Pro Russian media reported that the 83rd Center had made 6 requests to carry out information and propaganda campaigns for 663 thousand hryvnias specifically targeting Crimea and Sevastopol in 2017. In April 2020, separatist aligned media accused the 83rd CIPSO and writer Stanislav Aseyev of conducting misinformation campaign in Mariupol about a miners' strike at the Nikanor-Novaya mine and an alleged outbreak of COVID-19 in the separatist LPR Militia. It has also been accused of operating the "Crimea Today" newspaper website for "spreading propaganda". In September 2021, separatist aligned media alleged that the 83rd Center was attempting to stage a ceasefire violation in Donbass by conducting staged shelling of the positions of the 93rd Brigade. In February 2022, a hacker group named "Joker DPR" alleged that the 83rd Center was involved in formenting 2022 Kazakh unrest.

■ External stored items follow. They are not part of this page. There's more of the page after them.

// SPDX-License-Identifier: BUSL-1.1
// Copyright (c) 2026 Alfred Jean LLC

//! A minimal interpreter for the small, fixed vocabulary of query templates
//! this codebase issues against `DocumentStore::query` (equality filters,
//! `NOT IS_DEFINED`, `ARRAY_CONTAINS`, `ORDER BY ... DESC/ASC`, `TOP`).
//!
//! [`CosmosStore`](crate::cosmos::CosmosStore) hands templates straight to
//! the Cosmos DB query engine unmodified; this interpreter exists so
//! [`InMemoryStore`](crate::in_memory::InMemoryStore) can honor the same
//! templates in tests without embedding a real SQL engine.

use crate::store::QueryParam;
use crate::StoreError;
use serde_json::Value as Json;
use std::collections::HashMap;

#[derive(Debug, Default)]
pub(crate) struct ParsedQuery {
    pub predicate_clauses: Vec<String>,
    pub order_by: Option<(String, bool)>, // (field, descending)
    pub top: Option<TopLimit>,
}

#[derive(Debug)]
pub(crate) enum TopLimit {
    Literal(usize),
    Param(String),
}

pub(crate) fn parse(template: &str) -> Result<ParsedQuery, StoreError> {
    let mut parsed = ParsedQuery::default();

    let upper = template.to_ascii_uppercase();
    if let Some(top_idx) = upper.find("TOP ") {
        let rest = &template[top_idx + 4..];
        let token = rest.split_whitespace().next().ok_or_else(|| {
            StoreError::MalformedQuery(format!("TOP with no argument: {template}"))
        })?;
        parsed.top = Some(if let Some(param) = token.strip_prefix('@') {
            TopLimit::Param(format!("@{param}"))
        } else {
            TopLimit::Literal(token.parse().map_err(|_| {
                StoreError::MalformedQuery(format!("TOP argument not numeric: {token}"))
            })?)
        });
    }

    if let Some(where_idx) = upper.find("WHERE ") {
        let after_where = &template[where_idx + 6..];
        let order_idx = upper[where_idx..].find(" ORDER BY ");
        let clause_text = match order_idx {
            Some(rel) => &after_where[..rel - 6],
            None => after_where,
        };
        parsed.predicate_clauses = split_top_level_and(clause_text)
            .into_iter()
            .map(|s| s.trim().to_string())
            .filter(|s| !s.is_empty())
            .collect();
    }

    if let Some(order_idx) = upper.find(" ORDER BY ") {
        let rest = template[order_idx + 10..].trim();
        let desc = rest.to_ascii_uppercase().ends_with("DESC");
        let field = rest
            .trim_end_matches("DESC")
            .trim_end_matches("desc")
            .trim_end_matches("ASC")
            .trim_end_matches("asc")
            .trim()
            .trim_start_matches("c.")
            .trim()
            .to_string();
        parsed.order_by = Some((field, desc));
    }

    Ok(parsed)
}

/// Split a WHERE clause body on top-level " AND " — safe here because our
/// templates' parenthesized function calls never themselves contain " AND ".
fn split_top_level_and(text: &str) -> Vec<&str> {
    text.split(" AND ").collect()
}

pub(crate) fn matches_all(
    doc: &Json,
    clauses: &[String],
    params: &HashMap<&str, &Json>,
) -> Result<bool, StoreError> {
    for clause in clauses {
        if !matches_one(doc, clause, params)? {
            return Ok(false);
        }
    }
    Ok(true)
}

fn matches_one(doc: &Json, clause: &str, params: &HashMap<&str, &Json>) -> Result<bool, StoreError> {
    let clause = clause.trim();

    if let Some(inner) = strip_call(clause, "NOT IS_DEFINED(") {
        let field = inner.trim_start_matches("c.").trim();
        return Ok(doc.get(field).is_none() || doc.get(field) == Some(&Json::Null));
    }

    if let Some(inner) = strip_call(clause, "ARRAY_CONTAINS(") {
        let mut parts = inner.splitn(2, ',');
        let param_name = parts
            .next()
            .ok_or_else(|| StoreError::MalformedQuery(clause.to_string()))?
            .trim();
        let field = parts
            .next()
            .ok_or_else(|| StoreError::MalformedQuery(clause.to_string()))?
            .trim()
            .trim_start_matches("c.")
            .trim();
        let array = params
            .get(param_name)
            .ok_or_else(|| StoreError::MalformedQuery(format!("unbound param {param_name}")))?;
        let value = doc.get(field).cloned().unwrap_or(Json::Null);
        return Ok(array
            .as_array()
            .map(|items| items.contains(&value))
            .unwrap_or(false));
    }

    // Fallback: `c.field = @param`
    if let Some((lhs, rhs)) = clause.split_once('=') {
        let field = lhs.trim().trim_start_matches("c.").trim();
        let param_name = rhs.trim();
        let expected = params
            .get(param_name)
            .ok_or_else(|| StoreError::MalformedQuery(format!("unbound param {param_name}")))?;
        let actual = doc.get(field).cloned().unwrap_or(Json::Null);
        return Ok(&actual == *expected);
    }

    Err(StoreError::MalformedQuery(clause.to_string()))
}

fn strip_call<'a>(clause: &'a str, prefix: &str) -> Option<&'a str> {
    clause
        .strip_prefix(prefix)
        .and_then(|s| s.strip_suffix(')'))
}

pub(crate) fn index_params<'a>(params: &'a [QueryParam<'a>]) -> HashMap<&'a str, &'a Json> {
    params.iter().map(|(name, value)| (*name, value)).collect()
}

#[cfg(test)]
#[path = "query_tests.rs"]
mod tests;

Following the 2022 Russian invasion of Ukraine, it was engaged in psychological and information warfare.

==Structure==
The Structure of the center is as follows:
- 83rd Psychological and Information Warfare Center
  - Management & Headquarters
  - Operational department.
  - Information and analytical department
    - Information and analytical department
    - Information collection and processing group
  - Department of preparation and implementation of information operations
    - Printed Material Development Group
    - Department of Television and Radio Development
    - Information support Group
  - Department of preparation and implementation of information operation
    - Observation and Special Actions Department
    - Social Media Work Group
    - Group for the Development and protection of State Information resources
  - Support units
    - Radio station
    - Hardware Department
    - MTZ department
    - Financial and economic service
    - ODT Service
    - Medical service
  - Propaganda Group
  - Department of Information and Computer Technologies
    - Department of Telecommunication Networks

==Equipment==
The center utilizes the following equipment:

| Model | Image | Origin | Type | Number | Notes |
Vehicles
| ZS-88 |  | Soviet Union | PsyOps vehicle with loudspeaker set | 1 | Based on BTR-80 |
| ZAZ P-240TM |  | Soviet Union |  | 1 |  |
| R-142 |  | Soviet Union | Command and control vehicle | 1 | Based on GAZ-66 |
| R-140-0.5 |  | Soviet Union | Command and control vehicle | 1 | Based on GAZ-66 |
| UAZ-3151 |  | Soviet Union | Off-road military light utility vehicle | 1 | Also known as UAZ-469 |
| KamAZ-4310 |  | Soviet Union | All-wheel drive truck | 1 | KAMAZ-43105 variant |
| ZIL 131 |  | Soviet Union | General purpose 3.5 tonne 6x6 Army truck | 1 |  |
| NZAS-3964 |  | Soviet Union | Combination bus | 1 | Based on GAZ-66 |
| GAZ-2705 |  | Russia | Panel van | 1 |  |
| Toyota Land Cruiser |  | Japan | Four-wheel drive off-road Full-size SUV | 2 |  |
| Nissan Rogue |  | Japan | Compact crossover SUV | 1 | Nissan Rogue SV AWD 2.5 variant |
Radio Equipment
| Harris RF-7800 Falcon III |  | United States | Base/Vehicle mounted combat-net radio/Vehicle mounted intercom/Manpack combat-net radio/Hand-held combat-net radio | 1 | Harris RF-7800-MP variant |
| Motorola DR3000 |  | United States | Radio repeater with mounted duplexer | 1 |  |
| Motorola DM4600 |  | United States | Digital Mobile Radio | 4 |  |
| Motorola DP4400 |  | United States | Radio repeater | 7 |  |
| BUKOVEL |  |  | Secure IR-phone | 2 |  |
Other
| RVKA |  |  | Automated Editorial and publishing Complex | 3 |  |
| Product 0271 |  |  |  | 1 |  |
| Product B271 "GNOM" |  |  |  | 1 |  |
| Product B271-R "GNOM" |  |  |  | 2 |  |
| TK TYPE-1 |  |  | Tactical control field routers with VoIP support | 2 |  |
| TK type-2 |  |  | Battalion telecommunications set | 1 |  |
| M-205 |  |  | Encryption equipment | 1 |  |
| M-425 |  |  | Encoding equipment | 1 |  |
| PD-205 |  |  | Data transmission equipment | 1 |  |
| Escape-5 |  | United States | Vehicle trailer | 2 |  |

==Tasks==
Its tasks include identification of anti-Ukrainian narratives, spread of pro-Ukrainian narratives, monitoring of sociopolitical situations, information warfare, psychological warfare, study of morale and psychological state of the troops and the general population of enemy states, development and use of propaganda, counterintelligence, reconnaissance, sabotage, preventative public warnings, conducting information leaks and special operations.